If a line in the records below contains the word "else", return that line.

------------------------------------------------------------

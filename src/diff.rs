//! Positional comparison of an original tree against its roundtrip.
//!
//! There is no fuzzy realignment. The only expansion recognised is the one
//! the forward converter always produces: a decision prompt written out as a
//! line of text in front of the rebuilt links.

use crate::ast::*;
use crate::expr::{Expr, ExprMatch};
use crate::types::{Category, Divergence};

pub fn diff(original: &Document, roundtrip: &Document) -> Vec<Divergence> {
    let mut differ = Differ::default();
    differ.sequence(&original.nodes, &roundtrip.nodes, "");
    differ.out
}

#[derive(Default)]
struct Differ {
    out: Vec<Divergence>,
}

impl Differ {
    fn record(
        &mut self,
        category: Category,
        location: &str,
        original: Option<String>,
        roundtrip: Option<String>,
    ) {
        self.out.push(Divergence {
            category,
            location: location.to_string(),
            original,
            roundtrip,
        });
    }

    fn sequence(&mut self, original: &[Node], roundtrip: &[Node], prefix: &str) {
        let (mut i, mut j) = (0, 0);
        while i < original.len() && j < roundtrip.len() {
            let location = format!("{prefix}[{i}]");
            if let Some(consumed) = self.prompt_expansion(&original[i], &roundtrip[j..], &location) {
                i += 1;
                j += consumed;
                continue;
            }
            self.node(&original[i], &roundtrip[j], &location);
            i += 1;
            j += 1;
        }
        for (k, node) in original.iter().enumerate().skip(i) {
            self.record(
                Category::Missing,
                &format!("{prefix}[{k}]"),
                Some(node.summary()),
                None,
            );
        }
        for (k, node) in roundtrip.iter().enumerate().skip(j) {
            self.record(
                Category::Extra,
                &format!("{prefix}[{k}]"),
                None,
                Some(node.summary()),
            );
        }
    }

    /// `Decision(prompt)` against `Action(prompt)` followed by the links that
    /// came back. Returns how many roundtrip nodes were consumed.
    fn prompt_expansion(&mut self, original: &Node, roundtrip: &[Node], location: &str) -> Option<usize> {
        let Node::Decision(decision) = original else {
            return None;
        };
        let (Some(Node::Action { text }), Some(links)) = (roundtrip.first(), roundtrip.get(1)) else {
            return None;
        };
        if decision.prompt.is_empty() || *text != decision.prompt {
            return None;
        }

        match links {
            Node::Decision(rebuilt) => {
                self.record(
                    Category::DecisionCollapsed,
                    location,
                    Some(original.summary()),
                    Some(format!("{} + {}", roundtrip[0].summary(), links.summary())),
                );
                self.options(decision, rebuilt, location);
                Some(2)
            }
            Node::Jump(_) => {
                self.record(
                    Category::DecisionCollapsed,
                    location,
                    Some(original.summary()),
                    Some(format!("{} + {}", roundtrip[0].summary(), links.summary())),
                );
                Some(2)
            }
            _ => None,
        }
    }

    fn node(&mut self, original: &Node, roundtrip: &Node, location: &str) {
        match (original, roundtrip) {
            (Node::Decision(a), Node::Decision(b)) => {
                let prompt_lost = a.prompt != b.prompt;
                let descriptions_lost = a
                    .options
                    .iter()
                    .zip(&b.options)
                    .any(|(x, y)| x.description != y.description);
                if prompt_lost || descriptions_lost {
                    self.record(
                        Category::DecisionCollapsed,
                        location,
                        Some(original.summary()),
                        Some(roundtrip.summary()),
                    );
                }
                self.options(a, b, location);
            }
            (Node::Decision(_), Node::Jump(_) | Node::Action { .. }) => {
                self.record(
                    Category::DecisionCollapsed,
                    location,
                    Some(original.summary()),
                    Some(roundtrip.summary()),
                );
            }
            (Node::Conditional(a), Node::Conditional(b)) => {
                if a.branches.len() != b.branches.len() {
                    self.shift(original, roundtrip, location);
                }
                for (k, (x, y)) in a.branches.iter().zip(&b.branches).enumerate() {
                    let at = format!("{location}.branches[{k}]");
                    if x.kind != y.kind {
                        self.record(
                            Category::StructuralShift,
                            &at,
                            Some(format!("{:?}", x.kind)),
                            Some(format!("{:?}", y.kind)),
                        );
                    }
                    match (&x.condition, &y.condition) {
                        (Some(cx), Some(cy)) => self.expr(cx, cy, &format!("{at}.condition")),
                        (None, None) => {}
                        (cx, cy) => self.record(
                            Category::StructuralShift,
                            &format!("{at}.condition"),
                            cx.as_ref().map(|e| e.render(false)),
                            cy.as_ref().map(|e| e.render(false)),
                        ),
                    }
                    self.sequence(&x.body, &y.body, &format!("{at}.body"));
                }
            }
            (Node::Loop(a), Node::Loop(b)) => {
                self.expr(&a.condition, &b.condition, &format!("{location}.condition"));
                self.sequence(&a.body, &b.body, &format!("{location}.body"));
            }
            (Node::StateChange(a), Node::StateChange(b)) => {
                let same_shape = a.target.segments == b.target.segments && a.op == b.op;
                let expr = a.expr.compare(&b.expr);
                if !same_shape || expr == ExprMatch::Different {
                    self.unclassified(original, roundtrip, location);
                } else if a.target.had_dollar != b.target.had_dollar || expr == ExprMatch::DollarOnly {
                    self.record(
                        Category::VariableFormatting,
                        location,
                        Some(original.summary()),
                        Some(roundtrip.summary()),
                    );
                }
            }
            (a, b) if a.kind_name() != b.kind_name() => self.shift(a, b, location),
            (a, b) => {
                if a != b {
                    self.unclassified(a, b, location);
                }
            }
        }
    }

    fn options(&mut self, original: &Decision, roundtrip: &Decision, location: &str) {
        if original.options.len() != roundtrip.options.len() {
            self.record(
                Category::StructuralShift,
                &format!("{location}.options"),
                Some(format!("{} options", original.options.len())),
                Some(format!("{} options", roundtrip.options.len())),
            );
        }
        for (k, (x, y)) in original.options.iter().zip(&roundtrip.options).enumerate() {
            let at = format!("{location}.options[{k}]");
            if x.label != y.label || x.target != y.target {
                self.record(
                    Category::Unclassified,
                    &at,
                    Some(option_summary(x)),
                    Some(option_summary(y)),
                );
            }
            self.sequence(&x.body, &y.body, &format!("{at}.body"));
        }
    }

    fn expr(&mut self, original: &Expr, roundtrip: &Expr, location: &str) {
        let category = match original.compare(roundtrip) {
            ExprMatch::Same => return,
            ExprMatch::DollarOnly => Category::VariableFormatting,
            ExprMatch::Different => Category::Unclassified,
        };
        self.record(
            category,
            location,
            Some(original.render(false)),
            Some(roundtrip.render(false)),
        );
    }

    fn shift(&mut self, original: &Node, roundtrip: &Node, location: &str) {
        self.record(
            Category::StructuralShift,
            location,
            Some(original.summary()),
            Some(roundtrip.summary()),
        );
    }

    fn unclassified(&mut self, original: &Node, roundtrip: &Node, location: &str) {
        self.record(
            Category::Unclassified,
            location,
            Some(original.summary()),
            Some(roundtrip.summary()),
        );
    }
}

fn option_summary(option: &ChoiceOption) -> String {
    match &option.target {
        Some(target) => format!("[{}] -> #{}", option.label, target),
        None => format!("[{}]", option.label),
    }
}

#[cfg(test)]
mod tests {
    use super::*;
    use crate::expr::VarPath;

    fn action(text: &str) -> Node {
        Node::Action {
            text: text.to_string(),
        }
    }

    fn option(label: &str, description: Option<&str>) -> ChoiceOption {
        ChoiceOption {
            label: label.to_string(),
            description: description.map(str::to_string),
            body: Vec::new(),
            target: Some(label.to_string()),
        }
    }

    #[test]
    fn test_identical_documents_are_clean() {
        let doc = Document::new(vec![action("a"), action("b")]);
        assert!(diff(&doc, &doc.clone()).is_empty());
    }

    #[test]
    fn test_prompt_expansion_is_one_record() {
        let original = Document::new(vec![
            Node::Decision(Decision {
                prompt: "What now?".to_string(),
                options: vec![option("Fight", Some("Swing.")), option("Flee", Some("Run."))],
            }),
            action("after"),
        ]);
        let roundtrip = Document::new(vec![
            action("What now?"),
            Node::Decision(Decision {
                prompt: String::new(),
                options: vec![option("Fight", None), option("Flee", None)],
            }),
            action("after"),
        ]);
        let out = diff(&original, &roundtrip);
        assert_eq!(out.len(), 1, "{out:?}");
        assert_eq!(out[0].category, Category::DecisionCollapsed);
        assert_eq!(out[0].location, "[0]");
    }

    #[test]
    fn test_variable_formatting_in_nested_condition() {
        let original = Document::new(vec![Node::Conditional(Conditional {
            branches: vec![Branch {
                kind: BranchKind::If,
                condition: Some(Expr::parse("player.hp <= 0")),
                body: vec![Node::StateChange(StateChange {
                    target: VarPath::new(["hp"], false),
                    op: AssignOp::Assign,
                    expr: Expr::parse("0"),
                    is_local: false,
                })],
            }],
        })]);
        let roundtrip = original.with_prefixed_variables();
        let out = diff(&original, &roundtrip);
        let locations: Vec<(&str, Category)> = out
            .iter()
            .map(|d| (d.location.as_str(), d.category))
            .collect();
        assert_eq!(
            locations,
            vec![
                ("[0].branches[0].condition", Category::VariableFormatting),
                ("[0].branches[0].body[0]", Category::VariableFormatting),
            ]
        );
    }

    #[test]
    fn test_shift_missing_and_extra() {
        let original = Document::new(vec![
            action("a"),
            Node::Jump(Jump {
                display: None,
                target: "X".to_string(),
            }),
            action("c"),
        ]);
        let roundtrip = Document::new(vec![action("a"), action("b")]);
        let out = diff(&original, &roundtrip);
        let categories: Vec<Category> = out.iter().map(|d| d.category).collect();
        assert_eq!(categories, vec![Category::StructuralShift, Category::Missing]);
        assert_eq!(out[1].location, "[2]");

        let out = diff(&roundtrip, &original);
        assert_eq!(out.last().map(|d| d.category), Some(Category::Extra));
    }

    #[test]
    fn test_decision_to_jump_is_collapsed() {
        let original = Document::new(vec![Node::Decision(Decision {
            prompt: String::new(),
            options: vec![option("Go", None)],
        })]);
        let roundtrip = Document::new(vec![Node::Jump(Jump {
            display: Some("Go".to_string()),
            target: "Go".to_string(),
        })]);
        let out = diff(&original, &roundtrip);
        assert_eq!(out.len(), 1);
        assert_eq!(out[0].category, Category::DecisionCollapsed);
    }

    #[test]
    fn test_content_change_is_unclassified() {
        let out = diff(
            &Document::new(vec![action("a")]),
            &Document::new(vec![action("b")]),
        );
        assert_eq!(out[0].category, Category::Unclassified);
        assert_eq!(out[0].original.as_deref(), Some("Action(a)"));
    }
}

------------------------------------------------------------

### Your response
        let Node::Decision(decision) = original else {
        let (Some(Node::Action { text }), Some(links)) = (roundtrip.first(), roundtrip.get(1)) else {
                } else if a.target.had_dollar != b.target.had_dollar || expr == ExprMatch::DollarOnly {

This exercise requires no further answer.